20 ottobre 2019
Aggiornato 23:00
Referendum costituzionale

Napolitano da Vespa agita lo spettro dello spread

«I rischi di crisi finanziaria ci sono sempre e in questa fase possono anche accrescersi», ha detto il presidente emerito della Repubblica ospite di Porta a porta per parlare delle ragioni del Sì al referendum costituzionale del prossimo 4 dicembre

ROMA - «I rischi di crisi finanziaria ci sono sempre e in questa fase possono anche accrescersi. Non vorremmo vedere rialzare lo spread. Bisogna stare attenti comunque vada il referendum», parola di Giorgio Napolitano, ospite di Bruno Vespa a Porta a porta su Rai1, che gli ha chiesto un commento all'articolo del Financial Times che ha ipotizzato un'uscita dell'Italia dall'euro, in caso di vittoria del No al referendum costituzionale del prossimo 4 dicembre.
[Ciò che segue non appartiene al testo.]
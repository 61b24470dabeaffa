use anyhow::Result;
use clap::{Parser, Subcommand};

use survey_form::cli::{handle_check_command, handle_fill_command, CheckArgs, FillArgs};
use survey_form::config::{paths::SurveyPaths, settings::Settings};
use survey_form::logging::{init_tracing, LogTarget};

#[derive(Parser)]
#[command(
    name = "survey",
    version,
    about = "Household expense survey form",
    long_about = "Fill in a household expense survey from the terminal. Expense \
                  amounts follow their checkboxes, a live summary shows income, \
                  expenses, balance and expense ratio, and the form is validated \
                  before the response is written out."
)]
struct Cli {
    #[command(subcommand)]
    command: Option<Commands>,
}

#[derive(Subcommand)]
enum Commands {
    /// Fill in the survey interactively
    #[command(alias = "tui")]
    Fill(FillArgs),

    /// Validate survey values without the interactive form
    Check(CheckArgs),

    /// Write the default configuration
    Init,

    /// Show current configuration and paths
    Config,
}

fn main() -> Result<()> {
    let cli = Cli::parse();

    let paths = SurveyPaths::new()?;
    let settings = Settings::load_or_create(&paths)?;

    match cli.command {
        Some(Commands::Fill(args)) => {
            init_tracing(LogTarget::File(&paths.log_file()), &settings.log_level)?;
            handle_fill_command(&paths, &settings, args)?;
        }
        Some(Commands::Check(args)) => {
            init_tracing(LogTarget::Stderr, &settings.log_level)?;
            handle_check_command(&settings, args)?;
        }
        Some(Commands::Init) => {
            println!("Initializing survey-form at: {}", paths.base_dir().display());
            settings.save(&paths)?;
            println!("Initialization complete!");
            println!();
            println!("Run 'survey fill' to fill in the survey.");
        }
        Some(Commands::Config) => {
            println!("Survey Form Configuration");
            println!("=========================");
            println!("Config directory: {}", paths.base_dir().display());
            println!("Settings file:    {}", paths.settings_file().display());
            println!("Log file:         {}", paths.log_file().display());
            println!();
            println!("Settings:");
            println!("  Currency symbol:  {}", settings.currency.symbol);
            println!("  Inline messages:  {}", settings.inline_messages);
            println!("  Show tooltips:    {}", settings.show_tooltips);
            println!("  Log level:        {}", settings.log_level);
            println!("  Output format:    {:?}", settings.output_format);
        }
        None => {
            println!("survey - Household expense survey form");
            println!();
            println!("Run 'survey --help' for usage information.");
            println!("Run 'survey fill' to launch the interactive form.");
        }
    }

    Ok(())
}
«Nessun miracolo, ma passi in avanti»
Il presidente emerito della Repubblica ha sottolineato come il Paese abbia «grandi potenzialità, non c'è una condanna al declino e all'emarginazione dell'Italia né dell'Europa. Però - ha aggiunto - le prove saranno difficili e molto dure. Su alcuni interessi fondamentali e obiettivi comuni dobbiamo riuscire a trovare adeguate convergenze tra governo e opposizione». L'ex capo dello Stato, facendo riferimento alla bassa crescita produttiva dell'Italia, ha spiegato che molto è dovuto anche «a quello che ha reso debole il nostro Paese, dall'instabilità dei governi alla forte contrapposizione. Cose - ha detto ancora - che penso facciano parte del nostro carattere nazionale, a cominciare da questo spirito di fazione». Tornando al referendum Napolitano ha ricordato: «Siamo stati molto divisi e non abbiamo avuto continuità nell'azione di governo e perciò è importante considerare quello che portano le riforme: non si fanno certo miracoli ma passi avanti». Anche perché, ha continuato, «con questi dibattiti infuocati in corso cosa facciamo? Tutto quello a cui abbiamo lavorato per tre anni lo buttiamo via, lo buttiamo al vento?».

«Una sfida aberrante»
Secondo l'ex quadro del Partito comunista italiano la campagna elettorale sul quesito referendario «è diventata una sfida aberrante. Obiettivo non è tagliare il numero dei parlamentari, ma avere un Senato che rappresenti i territori e che sia più snello. L'obiettivo non è tagliare le poltrone. Non condivido quelle motivazioni. Ma al referendum non giudichiamo Renzi. L'occasione per farlo la avremo alle prossime elezioni, fissate per il 2018». Per l'ex inquilino del Quirinale è «necessario» modificare la Carta, «sono 30 anni che aspetto questa riforma» ha detto, sostenendo che sulla «organizzazione della vita della Repubblica troviamo le debolezze, soprattutto nell’equilibrio dei poteri costituzionali dove fu lasciato un posto minore al governo rispetto al Parlamento e alla Costituzione e poi si creò il pasticcio del bicameralismo paritario. Debolezze riconosciute dagli stessi costituenti».

«Riforma darà limpidezza al Parlamento»
Il migliorista ha spiegato che «l'obiettivo della riforma non è certo quello di tagliare deputati, ma di avere un sistema istituzionale più efficiente. Voglio dire, in coerenza con quelle che sono state le mie prerogative da presidente della Repubblica e in coerenza con il mio messaggio che voterò sì per l'approvazione della riforma costituzionale». Secondo Napolitano si tratta di una riforma «importante perché può ridare potere e limpidezza di funzione al Parlamento. A partire dalla questione dei decreti legge. Il Senato della riforma composto da sindaci e rappresentanti delle Regioni è utile alla democrazia. Non c’è quasi più in Europa un Senato che sia eletto dalla totalità degli aventi diritto al voto».